Due to the intrinsic nature of webhooks, malicious entities can exploit vulnerabilities by sending counterfeit webhooks to an endpoint. Consider the simplicity of the scenario: an unfamiliar source initiating an HTTP POST request. This vulnerability poses a significant security risk for numerous applications or, at the very least, introduces a considerable potential for disruptions.

To mitigate this threat, Flex employs a security measure wherein each webhook, along with its accompanying metadata, is meticulously signed using an exclusive key designated for each endpoint. This cryptographic signature serves as an authentication mechanism, ensuring the legitimacy of the webhook's origin from Flex. As a result, only verified webhooks originating from Flex are processed, reinforcing the security framework and thwarting unauthorized access.

## Verifying signatures

Each webhook call includes three headers with additional information that are used for verification:

**svix-id** where this is the unique message identifier for the webhook message. This identifier is unique across all messages, but will be the same when the same webhook is being resent (e.g. due to a previous failure).

**svix-timestamp** where this is the unique message identifier for the webhook message. This identifier is unique across all messages, but will be the same when the same webhook is being resent (e.g. due to a previous failure).

**svix-signature** where this is the Base64 encoded list of signatures (space delimited). Note that each signature is prefixed with a version (e.g., `v1,`). When comparing signatures, you should strip this prefix and compare only the signature portion after the comma.

***

The content to sign is composed by concatenating the id, timestamp and payload, separated by the full-stop character.

Flex uses an HMAC with SHA-256 to sign its webhooks.

So to calculate the expected signature, you should HMAC the signed\_content from above using the base64 portion of your signing secret
(this is the part after the whsec\_ prefix) as the key. For example, given the secret `fwhsec_Y2NhZDczMDYtNDEyYi0xMWVlLTg5MTItNGY4Y2E5ZmU1MmI4`
you will want to use `Y2NhZDczMDYtNDEyYi0xMWVlLTg5MTItNGY4Y2E5ZmU1MmI4`.

Here is an example of calculating the signature.

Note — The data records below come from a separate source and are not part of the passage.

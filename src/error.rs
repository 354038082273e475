//! Error types for the supervisor engine.
//!
//! One taxonomy covers the whole pipeline. The containment policy lives
//! with the callers: tool errors are folded into team results, team
//! errors are folded into the turn state, and only input validation,
//! missing configuration, and store connectivity surface to the caller
//! as `Err`.

use thiserror::Error;

/// Errors produced by the supervisor engine and its capabilities.
#[derive(Debug, Error)]
pub enum EngineError {
    /// The query failed input validation. Nothing was persisted.
    #[error("input rejected: {reason}")]
    InputRejected {
        /// Why the input was rejected.
        reason: String,
    },

    /// Intent classification or team selection failed beyond recovery.
    #[error("planning failed: {message}")]
    Planning {
        /// Description of the planning failure.
        message: String,
    },

    /// An LLM response could not be parsed against its schema.
    #[error("failed to parse LLM response: {message}")]
    ResponseParse {
        /// Description of the parse failure.
        message: String,
        /// The raw response content for diagnostics.
        content: String,
    },

    /// An LLM API request failed (transport, auth, rate limit).
    #[error("API request failed: {message}")]
    ApiRequest {
        /// Error description from the transport layer.
        message: String,
        /// HTTP status code when available.
        status: Option<u16>,
    },

    /// No API key was configured for the LLM client.
    #[error("no API key configured (set OPENAI_API_KEY or JIBSA_API_KEY)")]
    ApiKeyMissing,

    /// The configured LLM provider name is not supported.
    #[error("unsupported provider: {name}")]
    UnsupportedProvider {
        /// The unknown provider name.
        name: String,
    },

    /// A tool invocation failed.
    #[error("tool '{name}' failed: {message}")]
    ToolExecution {
        /// Name of the failing tool.
        name: String,
        /// Description of the failure.
        message: String,
    },

    /// Query embedding failed. Fatal for the enclosing search call.
    #[error("embedding failed: {message}")]
    Embedding {
        /// Description of the embedding failure.
        message: String,
    },

    /// Underlying metadata/message store failure.
    #[error("storage error: {0}")]
    Storage(#[from] rusqlite::Error),

    /// Final synthesis failed after successful aggregation.
    #[error("synthesis failed: {message}")]
    Synthesis {
        /// Description of the synthesis failure.
        message: String,
    },

    /// An operation exceeded its deadline.
    #[error("operation timed out after {seconds}s")]
    Timeout {
        /// The deadline that was exceeded, in seconds.
        seconds: u64,
    },

    /// The turn was cancelled externally.
    #[error("turn cancelled")]
    Cancelled,

    /// Corpus ingestion failure (I/O or malformed records).
    #[error("corpus ingestion failed: {message}")]
    Ingest {
        /// Description of the ingestion failure.
        message: String,
    },
}

impl EngineError {
    /// Returns `true` for errors that a team executor must contain
    /// rather than propagate (everything except programming errors).
    #[must_use]
    pub const fn is_recoverable(&self) -> bool {
        !matches!(self, Self::ApiKeyMissing | Self::UnsupportedProvider { .. })
    }
}
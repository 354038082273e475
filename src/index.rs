//! Vector index over embedded legal chunks.
//!
//! Nearest-neighbor search with predicate filtering applied **before**
//! scoring, so selective filters narrow the candidate set instead of
//! emptying the top-k. Distances are cosine; ties break by ascending
//! `doc_id` for determinism.

use std::collections::HashMap;
use std::sync::RwLock;

use crate::catalog::{ChunkMeta, MetadataFilter, StoredChunk};
use crate::error::EngineError;

/// One chunk stored in the index.
#[derive(Debug, Clone)]
pub struct IndexedChunk {
    /// Stable chunk identifier.
    pub doc_id: String,
    /// Chunk text.
    pub content: String,
    /// Structured metadata.
    pub meta: ChunkMeta,
    /// Embedding vector.
    pub embedding: Vec<f32>,
}

impl From<StoredChunk> for IndexedChunk {
    fn from(chunk: StoredChunk) -> Self {
        Self {
            doc_id: chunk.doc_id,
            content: chunk.content,
            meta: chunk.meta,
            embedding: chunk.embedding,
        }
    }
}

/// One scored search hit, ascending distance.
#[derive(Debug, Clone)]
pub struct ScoredChunk {
    /// Stable chunk identifier.
    pub doc_id: String,
    /// Chunk text.
    pub content: String,
    /// Structured metadata.
    pub meta: ChunkMeta,
    /// Cosine distance in [0, 2]; relevance is `1 - distance` clamped.
    pub distance: f32,
}

impl ScoredChunk {
    /// Relevance score derived from distance, clamped to [0, 1].
    #[must_use]
    pub fn relevance(&self) -> f32 {
        (1.0 - self.distance).clamp(0.0, 1.0)
    }
}

/// Nearest-neighbor search capability with server-side filtering.
pub trait VectorIndex: Send + Sync {
    /// Returns up to `k` chunks passing `filter`, sorted by ascending
    /// distance, ties broken by ascending `doc_id`.
    ///
    /// # Errors
    ///
    /// Returns [`EngineError`] on underlying store failure.
    fn query(
        &self,
        embedding: &[f32],
        filter: &MetadataFilter,
        k: usize,
    ) -> Result<Vec<ScoredChunk>, EngineError>;

    /// Fetches chunks by identifier, bypassing similarity scoring.
    /// Unknown identifiers are skipped; order follows the input.
    ///
    /// # Errors
    ///
    /// Returns [`EngineError`] on underlying store failure.
    fn get(&self, ids: &[String]) -> Result<Vec<IndexedChunk>, EngineError>;
}

/// In-memory exact-scoring index.
///
/// The corpus is small (~1.7k chunks); filtering first and scoring the
/// survivors exactly is cheaper and more predictable than approximate
/// search, and keeps tie-breaking fully deterministic.
#[derive(Debug, Default)]
pub struct MemoryVectorIndex {
    inner: RwLock<Inner>,
}

#[derive(Debug, Default)]
struct Inner {
    chunks: Vec<IndexedChunk>,
    by_id: HashMap<String, usize>,
}

impl MemoryVectorIndex {
    /// Creates an empty index.
    #[must_use]
    pub fn new() -> Self {
        Self::default()
    }

    /// Builds an index from catalog-loaded chunks. Chunks without an
    /// embedding are skipped.
    #[must_use]
    pub fn from_chunks(chunks: Vec<StoredChunk>) -> Self {
        let index = Self::new();
        for chunk in chunks {
            if !chunk.embedding.is_empty() {
                index.insert(chunk.into());
            }
        }
        index
    }

    /// Inserts or replaces a chunk.
    pub fn insert(&self, chunk: IndexedChunk) {
        if let Ok(mut inner) = self.inner.write() {
            if let Some(&pos) = inner.by_id.get(&chunk.doc_id) {
                inner.chunks[pos] = chunk;
            } else {
                let pos = inner.chunks.len();
                inner.by_id.insert(chunk.doc_id.clone(), pos);
                inner.chunks.push(chunk);
            }
        }
    }

    /// Number of indexed chunks.
    #[must_use]
    pub fn len(&self) -> usize {
        self.inner.read().map_or(0, |inner| inner.chunks.len())
    }

    /// Returns `true` when the index holds no chunks.
    #[must_use]
    pub fn is_empty(&self) -> bool {
        self.len() == 0
    }
}

fn cosine_distance(a: &[f32], b: &[f32]) -> f32 {
    if a.len() != b.len() || a.is_empty() {
        return 1.0;
    }
    let mut dot = 0.0_f32;
    let mut norm_a = 0.0_f32;
    let mut norm_b = 0.0_f32;
    for (x, y) in a.iter().zip(b) {
        dot += x * y;
        norm_a += x * x;
        norm_b += y * y;
    }
    let denom = norm_a.sqrt() * norm_b.sqrt();
    if denom <= f32::EPSILON {
        return 1.0;
    }
    1.0 - dot / denom
}

impl VectorIndex for MemoryVectorIndex {
    fn query(
        &self,
        embedding: &[f32],
        filter: &MetadataFilter,
        k: usize,
    ) -> Result<Vec<ScoredChunk>, EngineError> {
        let inner = self
            .inner
            .read()
            .map_err(|_| EngineError::Storage(rusqlite::Error::InvalidQuery))?;

        let mut scored: Vec<ScoredChunk> = inner
            .chunks
            .iter()
            .filter(|c| filter.matches(&c.meta))
            .map(|c| ScoredChunk {
                doc_id: c.doc_id.clone(),
                content: c.content.clone(),
                meta: c.meta.clone(),
                distance: cosine_distance(embedding, &c.embedding),
            })
            .collect();

        scored.sort_by(|a, b| {
            a.distance
                .total_cmp(&b.distance)
                .then_with(|| a.doc_id.cmp(&b.doc_id))
        });
        scored.truncate(k);
        Ok(scored)
    }

    fn get(&self, ids: &[String]) -> Result<Vec<IndexedChunk>, EngineError> {
        let inner = self
            .inner
            .read()
            .map_err(|_| EngineError::Storage(rusqlite::Error::InvalidQuery))?;
        Ok(ids
            .iter()
            .filter_map(|id| inner.by_id.get(id).map(|&pos| inner.chunks[pos].clone()))
            .collect())
    }
}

```javascript theme={null}
const crypto = require("crypto");

signedContent = `${flex_event_id}.${flex_timestamp}.${body}`;
const secret = "fwhsec_Y2NhZDczMDYtNDEyYi0xMWVlLTg5MTItNGY4Y2E5ZmU1MmI4";

// Need to base64 decode the secret
const secretBytes = Buffer.from(secret.split("_")[1], "base64");
const signature = crypto
  .createHmac("sha256", secretBytes)
  .update(signedContent)
  .digest("base64");
console.log(signature);
```

`signature` should match the contents of `svix-signature` specified in the header.